Nicolas Forissier, ancien responsable de l’audit interne d’UBS France

Ses principales déclarations :

 

Vous avez découvert chez UBS que certaines activités n'étaient pas conformes à la loi...

"J'ai découvert un système de comptabilité parallèle, intitulés le carnet du lait, alimenté par des fichiers appelés vache ! Ils étaient destinés à faire ouvrir des comptes à des ressortissants français ou non, à l'extérieur, non déclarés. Partir de la France pour s'optimiser fiscalement ou ne pas déclarer ses comptes."

"Tous les cas de figure étaient possibles. Des chargés d'affaires suisses venaient démarcher en France ; des chargés d'affaires français recommandaient à leurs clients d'aller de l'autre côté de la frontière. L'ampleur : par an, 60 à 80 milliards d'euros quittent la France pour l'ensemble des banques."

"Au sein d'UBS France, c'était généralisé, c'était valable dans le monde entier ! On peut imaginer que plusieurs centaines de millions d'euros concernés par an en France."

"J'en ai parlé à mes supérieurs, aux autorités de tutelle, aux administrations compétentes en la matière : on m'écoute, on ne fait rien et je suis licencié pour mensonge, faute grave. Parce que j'ai dénoncé ce comportement. Les prudhommes ont cassé cela l'an dernier : pour les juges, j'ai été licencié pour ne pas avoir voulu souscrire aux pratiques illicites de mon établissement." [UBS a fait appel, nouvel examen en 2014]

"J'ai dénoncé ce système en 2007, j'ai les preuves : dates, noms des clients, agences concernées par ces mouvements illicites. Les clients, je ne peux pas dire leurs noms, les affaires sont en cours, mais il y a de riches industriels, des gens du show business, des peoples, des sportifs, des politiques... Pas de ministre en poste, peut-être d'anciens ministres, c'est possible."

Cahuzac ?

"C'est un nom que je n'ai pas vu mais que j'ai connu ! L'affaire Cahuzac ne date pas d'hier, il était de notoriété publique qu'un certain nombre d'hommes politiques et de personnalités sont connues pour faire de l'évasion fiscale."
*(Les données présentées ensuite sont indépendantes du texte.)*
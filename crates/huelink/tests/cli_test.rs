//! Integration tests for the `huelink` binary.
//!
//! Argument parsing, schema output, and the discover and pair commands
//! against a mocked bridge.
#![allow(clippy::unwrap_used)]

use assert_cmd::cargo::cargo_bin_cmd;
use predicates::prelude::*;
use serde_json::json;
use wiremock::matchers::{method, path};
use wiremock::{Mock, MockServer, ResponseTemplate};

// ── Helpers ─────────────────────────────────────────────────────────

/// `huelink` with env isolation: no `HUELINK_*` leaks in, and config
/// directories point at a nonexistent path.
fn huelink_cmd() -> assert_cmd::Command {
    let mut cmd = cargo_bin_cmd!("huelink");
    cmd.env("HOME", "/tmp/huelink-cli-test-nonexistent")
        .env("XDG_CONFIG_HOME", "/tmp/huelink-cli-test-nonexistent")
        .env_remove("HUELINK_CONFIG")
        .env_remove("HUELINK_ADDRESS")
        .env_remove("HUELINK_CREDENTIAL")
        .env_remove("HUELINK_POLL_INTERVAL_SECS")
        .env_remove("HUELINK_DISCOVERY_URL")
        .env_remove("RUST_LOG");
    cmd
}

// ── Basic invocation ────────────────────────────────────────────────

#[test]
fn test_no_args_shows_help() {
    let output = huelink_cmd().output().unwrap();
    assert_eq!(output.status.code(), Some(2));
    let text = String::from_utf8_lossy(&output.stderr);
    assert!(text.contains("Usage"), "expected usage in:\n{text}");
}

#[test]
fn test_help_lists_commands() {
    huelink_cmd().arg("--help").assert().success().stdout(
        predicate::str::contains("run")
            .and(predicate::str::contains("discover"))
            .and(predicate::str::contains("pair"))
            .and(predicate::str::contains("schema")),
    );
}

#[test]
fn test_version_flag() {
    huelink_cmd()
        .arg("--version")
        .assert()
        .success()
        .stdout(predicate::str::contains("huelink"));
}

#[test]
fn test_schema_prints_json() {
    let output = huelink_cmd().arg("schema").output().unwrap();
    assert!(output.status.success());
    let schema: serde_json::Value = serde_json::from_slice(&output.stdout).unwrap();
    assert_eq!(schema["properties"]["address"]["type"], "string");
    assert_eq!(schema["properties"]["poll_interval_secs"]["default"], 5);
}

#[test]
fn test_zero_poll_interval_is_usage_error() {
    huelink_cmd()
        .args(["--poll-interval", "0", "--address", "127.0.0.1:1", "run"])
        .assert()
        .code(2)
        .stderr(predicate::str::contains("poll-interval"));
}

// ── Discovery ───────────────────────────────────────────────────────

#[tokio::test]
async fn test_discover_lists_bridges() {
    let server = MockServer::start().await;
    Mock::given(method("GET"))
        .and(path("/"))
        .respond_with(ResponseTemplate::new(200).set_body_json(json!([
            { "id": "001788fffe4a", "internalipaddress": "192.168.1.20" },
            { "id": "001788fffe4b", "internalipaddress": "192.168.1.21", "port": 8080 }
        ])))
        .mount(&server)
        .await;

    huelink_cmd()
        .args(["--discovery-url", &server.uri(), "discover"])
        .assert()
        .success()
        .stdout(
            predicate::str::contains("192.168.1.20\t001788fffe4a")
                .and(predicate::str::contains("192.168.1.21:8080\t001788fffe4b")),
        );
}

#[tokio::test]
async fn test_discover_empty_exits_not_found() {
    let server = MockServer::start().await;
    Mock::given(method("GET"))
        .respond_with(ResponseTemplate::new(200).set_body_json(json!([])))
        .mount(&server)
        .await;

    huelink_cmd()
        .args(["--discovery-url", &server.uri(), "discover"])
        .assert()
        .code(4);
}

// ── Pairing ─────────────────────────────────────────────────────────

#[tokio::test]
async fn test_pair_saves_credential_and_address() {
    let server = MockServer::start().await;
    Mock::given(method("POST"))
        .and(path("/api"))
        .respond_with(
            ResponseTemplate::new(200)
                .set_body_json(json!([{ "success": { "username": "abc123" } }])),
        )
        .mount(&server)
        .await;
    let dir = tempfile::tempdir().unwrap();
    let config = dir.path().join("nested").join("config.toml");

    huelink_cmd()
        .arg("--config")
        .arg(&config)
        .args(["--address", &server.uri(), "pair"])
        .assert()
        .success();

    let saved = std::fs::read_to_string(&config).unwrap();
    assert!(saved.contains(r#"credential = "abc123""#), "{saved}");
    assert!(saved.contains(&format!(r#"address = "{}""#, server.uri())), "{saved}");
}

#[tokio::test]
async fn test_pair_rejected_exits_auth() {
    let server = MockServer::start().await;
    Mock::given(method("POST"))
        .and(path("/api"))
        .respond_with(ResponseTemplate::new(200).set_body_json(json!([{
            "error": { "type": 101, "address": "", "description": "link button not pressed" }
        }])))
        .mount(&server)
        .await;
    let dir = tempfile::tempdir().unwrap();
    let config = dir.path().join("config.toml");

    huelink_cmd()
        .arg("--config")
        .arg(&config)
        .args(["--address", &server.uri(), "pair"])
        .assert()
        .code(3)
        .stderr(predicate::str::contains("link button not pressed"));

    assert!(!config.exists());
}
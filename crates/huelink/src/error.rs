//! CLI error types with miette diagnostics.
//!
//! Maps `CoreError` and `ConfigError` into user-facing errors with
//! actionable help text.

use miette::Diagnostic;
use thiserror::Error;

use huelink_config::ConfigError;
use huelink_core::CoreError;

pub mod exit_code {
    pub const GENERAL: i32 = 1;
    pub const USAGE: i32 = 2;
    pub const AUTH: i32 = 3;
    pub const NOT_FOUND: i32 = 4;
    pub const CONNECTION: i32 = 7;
}

#[derive(Debug, Error, Diagnostic)]
pub enum CliError {
    // ── Bridge ───────────────────────────────────────────────────────
    #[error("No bridge found: {reason}")]
    #[diagnostic(
        code(huelink::discovery_failed),
        help(
            "Make sure the bridge is powered and on this network, or pass\n\
             its address directly: huelink --address 192.168.1.20 run"
        )
    )]
    DiscoveryFailed { reason: String },

    #[error("Pairing failed: {message}")]
    #[diagnostic(
        code(huelink::pairing_failed),
        help("Press the link button on the bridge, then run: huelink pair")
    )]
    PairingFailed { message: String },

    #[error("Could not reach bridge: {reason}")]
    #[diagnostic(
        code(huelink::connection_failed),
        help("Check the bridge address and that the bridge is reachable.")
    )]
    ConnectionFailed { reason: String },

    #[error("Bridge error: {message}")]
    #[diagnostic(code(huelink::bridge_error))]
    Bridge { message: String },

    // ── Configuration ────────────────────────────────────────────────
    #[error(transparent)]
    #[diagnostic(
        code(huelink::config),
        help("Check the config file, or HUELINK_* environment variables.")
    )]
    Config(#[from] ConfigError),

    #[error("Invalid value for {field}: {reason}")]
    #[diagnostic(code(huelink::validation))]
    Validation { field: String, reason: String },

    // ── IO ───────────────────────────────────────────────────────────
    #[error(transparent)]
    #[diagnostic(code(huelink::io))]
    Io(#[from] std::io::Error),
}

impl CliError {
    pub fn exit_code(&self) -> i32 {
        match self {
            Self::DiscoveryFailed { .. } => exit_code::NOT_FOUND,
            Self::PairingFailed { .. } => exit_code::AUTH,
            Self::ConnectionFailed { .. } => exit_code::CONNECTION,
            Self::Validation { .. } => exit_code::USAGE,
            Self::Bridge { .. } | Self::Config(_) | Self::Io(_) => exit_code::GENERAL,
        }
    }
}

impl From<CoreError> for CliError {
    fn from(err: CoreError) -> Self {
        match err {
            CoreError::DiscoveryFailed { reason } => Self::DiscoveryFailed { reason },
            CoreError::PairingFailed { message } => Self::PairingFailed { message },
            CoreError::Transport { reason } => Self::ConnectionFailed { reason },
            CoreError::Config { message } => Self::Validation {
                field: "config".into(),
                reason: message,
            },
            CoreError::Protocol { message } => Self::Bridge { message },
            CoreError::DeviceLogical { description } => Self::Bridge {
                message: description,
            },
        }
    }
}
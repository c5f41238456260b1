// ── Poll scheduler ──
//
// One background task per session. Each tick fetches lights and groups
// concurrently, then publishes per device in bridge order, lights first.
// Cycles never overlap: the next tick is only awaited once the current
// cycle has published. A failed cycle is reported and the next tick
// retries from scratch.

use std::sync::Arc;
use std::time::Duration;

use dashmap::DashSet;
use huelink_api::{BridgeClient, Category, DeviceCollection, RecordEntry};
use tokio::time::MissedTickBehavior;
use tokio_util::sync::CancellationToken;
use tracing::{debug, warn};

use crate::host::{Delta, Host, PathMeta, PathValue};
use crate::relay::{HandlerRegistry, Relay, WriteTarget};
use crate::status::StatusReporter;
use crate::translate::translate;

/// Counts from one cycle.
#[derive(Debug, Clone, Copy, Default, PartialEq, Eq)]
pub struct PollSummary {
    pub lights: usize,
    pub groups: usize,
    /// Items the bridge flagged or that failed to decode.
    pub item_errors: usize,
    /// Collections that could not be fetched at all.
    pub fetch_errors: usize,
}

impl PollSummary {
    pub fn is_clean(&self) -> bool {
        self.item_errors == 0 && self.fetch_errors == 0
    }
}

pub(crate) struct Poller {
    client: Arc<BridgeClient>,
    host: Arc<dyn Host>,
    status: Arc<StatusReporter>,
    registry: Arc<HandlerRegistry>,
    relay: Arc<Relay>,
    /// Paths whose metadata has been delivered.
    meta_sent: DashSet<String>,
    address: String,
}

impl Poller {
    pub(crate) fn new(
        client: Arc<BridgeClient>,
        host: Arc<dyn Host>,
        status: Arc<StatusReporter>,
        registry: Arc<HandlerRegistry>,
        relay: Arc<Relay>,
        address: String,
    ) -> Self {
        Self {
            client,
            host,
            status,
            registry,
            relay,
            meta_sent: DashSet::new(),
            address,
        }
    }

    /// Run one full cycle.
    pub(crate) async fn poll_once(&self) -> PollSummary {
        let (lights, groups) = tokio::join!(
            self.client.fetch(Category::Lights),
            self.client.fetch(Category::Groups),
        );

        let mut summary = PollSummary::default();
        for (category, result) in [(Category::Lights, lights), (Category::Groups, groups)] {
            match result {
                Ok(collection) => self.apply(category, collection, &mut summary),
                Err(e) => {
                    summary.fetch_errors += 1;
                    warn!(%category, error = %e, "poll fetch failed");
                    self.status.error(format!("Failed to read {category}: {e}"));
                }
            }
        }

        if summary.is_clean() {
            self.status.info(format!(
                "Connected to bridge at {}: {} lights, {} groups",
                self.address, summary.lights, summary.groups
            ));
        }
        debug!(?summary, "poll cycle complete");
        summary
    }

    fn apply(&self, category: Category, collection: DeviceCollection, summary: &mut PollSummary) {
        let fold_meta = !self.host.supports_meta_deltas();

        for (id, entry) in collection {
            let record = match entry {
                RecordEntry::Device(record) => record,
                RecordEntry::Failed { description } => {
                    summary.item_errors += 1;
                    self.status
                        .error(format!("{category} {id}: {description}"));
                    continue;
                }
            };
            match category {
                Category::Lights => summary.lights += 1,
                Category::Groups => summary.groups += 1,
            }

            let translation = translate(category, &record);
            let mut values = translation.values;
            let mut meta = Vec::new();
            if fold_meta {
                values.push(PathValue::new(
                    format!("{}.meta", translation.path),
                    translation.meta,
                ));
            } else if self.meta_sent.insert(translation.path.clone()) {
                meta.push(PathMeta {
                    path: translation.path.clone(),
                    value: translation.meta,
                });
            }

            for attribute in translation.writable {
                let target = WriteTarget {
                    category,
                    id: id.clone(),
                    attribute,
                    path: format!("{}.{attribute}", translation.path),
                };
                self.registry.register(target, &self.relay, self.host.as_ref());
            }

            if !values.is_empty() || !meta.is_empty() {
                self.host.publish(Delta::new(values, meta));
            }
        }
    }
}

/// Poll immediately, then every `period` until `cancel` fires.
///
/// A cycle already in progress when `cancel` fires runs to completion.
pub(crate) async fn poll_task(poller: Arc<Poller>, period: Duration, cancel: CancellationToken) {
    let mut interval = tokio::time::interval(period);
    interval.set_missed_tick_behavior(MissedTickBehavior::Delay);

    loop {
        tokio::select! {
            biased;
            () = cancel.cancelled() => break,
            _ = interval.tick() => {
                poller.poll_once().await;
            }
        }
    }
    debug!("poll task stopped");
}
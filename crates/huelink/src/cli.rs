//! Clap derive structures for the `huelink` CLI.

use std::path::PathBuf;

use clap::{Args, Parser, Subcommand};

// ── Top-Level CLI ────────────────────────────────────────────────────

/// huelink -- bridge Philips Hue lights onto a JSON delta stream
#[derive(Debug, Parser)]
#[command(
    name = "huelink",
    version,
    about = "Poll a Philips Hue bridge and relay light commands",
    long_about = "Runs a Hue bridge session: discovers or connects to the bridge,\n\
        pairs when no credential is stored, then prints every light and group\n\
        change as one JSON delta per line on stdout.",
    propagate_version = true,
    subcommand_required = true,
    arg_required_else_help = true
)]
pub struct Cli {
    #[command(flatten)]
    pub global: GlobalOpts,

    #[command(subcommand)]
    pub command: Command,
}

// ── Global Options ───────────────────────────────────────────────────

#[derive(Debug, Args)]
pub struct GlobalOpts {
    /// Config file (defaults to the platform config directory)
    #[arg(long, env = "HUELINK_CONFIG", global = true)]
    pub config: Option<PathBuf>,

    /// Bridge address (overrides config; skips discovery)
    #[arg(long, short = 'a', global = true)]
    pub address: Option<String>,

    /// Discovery service URL (overrides config)
    #[arg(long, global = true)]
    pub discovery_url: Option<String>,

    /// Poll interval in seconds (overrides config)
    #[arg(long, global = true)]
    pub poll_interval: Option<u64>,

    /// Increase verbosity (-v, -vv, -vvv)
    #[arg(long, short = 'v', action = clap::ArgAction::Count, global = true)]
    pub verbose: u8,
}

// ── Commands ─────────────────────────────────────────────────────────

#[derive(Debug, Subcommand)]
pub enum Command {
    /// Run a session, printing deltas as JSON lines
    ///
    /// Write to a light by sending `PUT <path> <json>` on stdin, e.g.
    /// `PUT electrical.switches.lights.desk.dimmingLevel 0.5`.
    Run(RunArgs),

    /// List bridges reported by the discovery service
    Discover,

    /// Pair with the bridge and store the credential
    Pair,

    /// Print the configuration schema
    Schema,
}

#[derive(Debug, Args)]
pub struct RunArgs {
    /// Fold metadata into each batch as `{path}.meta` values
    #[arg(long)]
    pub inline_meta: bool,
}
//! Subcommand handlers.

mod discover;
mod pair;
mod run;
mod schema;

use std::path::PathBuf;

use huelink_config::{PluginConfig, config_path, load_config};

use crate::cli::{Cli, Command, GlobalOpts};
use crate::error::CliError;

pub async fn dispatch(cli: Cli) -> Result<(), CliError> {
    tracing::debug!(command = ?cli.command, "dispatching command");
    match cli.command {
        Command::Schema => schema::handle(),
        Command::Discover => discover::handle(&cli.global).await,
        Command::Pair => pair::handle(&cli.global).await,
        Command::Run(args) => run::handle(args, &cli.global).await,
    }
}

pub(crate) fn resolved_config_path(global: &GlobalOpts) -> PathBuf {
    global.config.clone().unwrap_or_else(config_path)
}

/// Config file plus environment, then CLI flag overrides.
pub(crate) fn load_with_overrides(global: &GlobalOpts) -> Result<PluginConfig, CliError> {
    let mut cfg = load_config(&resolved_config_path(global))?;
    if let Some(address) = &global.address {
        cfg.address = Some(address.clone());
    }
    if let Some(url) = &global.discovery_url {
        cfg.discovery_url.clone_from(url);
    }
    if let Some(secs) = global.poll_interval {
        if secs == 0 {
            return Err(CliError::Validation {
                field: "poll-interval".into(),
                reason: "must be at least 1 second".into(),
            });
        }
        cfg.poll_interval_secs = secs;
    }
    cfg.validate()?;
    Ok(cfg)
}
Ce que vous avez dénoncé était le fonctionnement normal de la banque ou le fait de quelques personnes isolées ?

"Ce n'était pas le fait de quelques personnes isolées ! C'était une stratégie commune à quasiment toutes les banques ! Toutes faisaient la même chose. Le renforcement des lois contraint de ne plus le faire ; l'argent ne peut plus quitter la France pour financer l'économie d'autres pays."

 

Les noms que vous ne pouvez pas donner vont sortir ?

"Tous ! Sans exception, avant le 30 juin 2014, car le secret bancaire n'existera plus au-delà de cette date-là entre la France et certains paradis fiscaux. Il n'y a pas de ministre en poste, je n’ai pas vu d’homme politique en poste, mais des gens importants oui."

Vous travaillez un peu avec Yann Galut dans le cadre de son projet de loi sur la fraude fiscale. Vous y croyez ? On se donne les moyens ?

"Oui, on se donne vraiment les moyens. M. Galut ou Mme Mazetier nous ont apporté écoute et soutien, la loi qui sera présentée demain est vraiment très importante."

Vous avez peur aujourd'hui ?

"Oui ! Je ne suis pas protégé, j'étais une victime, on m'a traité comme un coupable. Les services de l'Etat qui devaient me protéger ont fait l'inverse, j'ai été placé sur écoute, sous surveillance. De grands services d'Etat le savent, j'en ai la preuve. C'est extrêmement difficile de se battre seul contre de grands groupes privés puissants et des administrations d'Etat. J'ai eu peur pour ma vie, j'ai peur pour ma famille."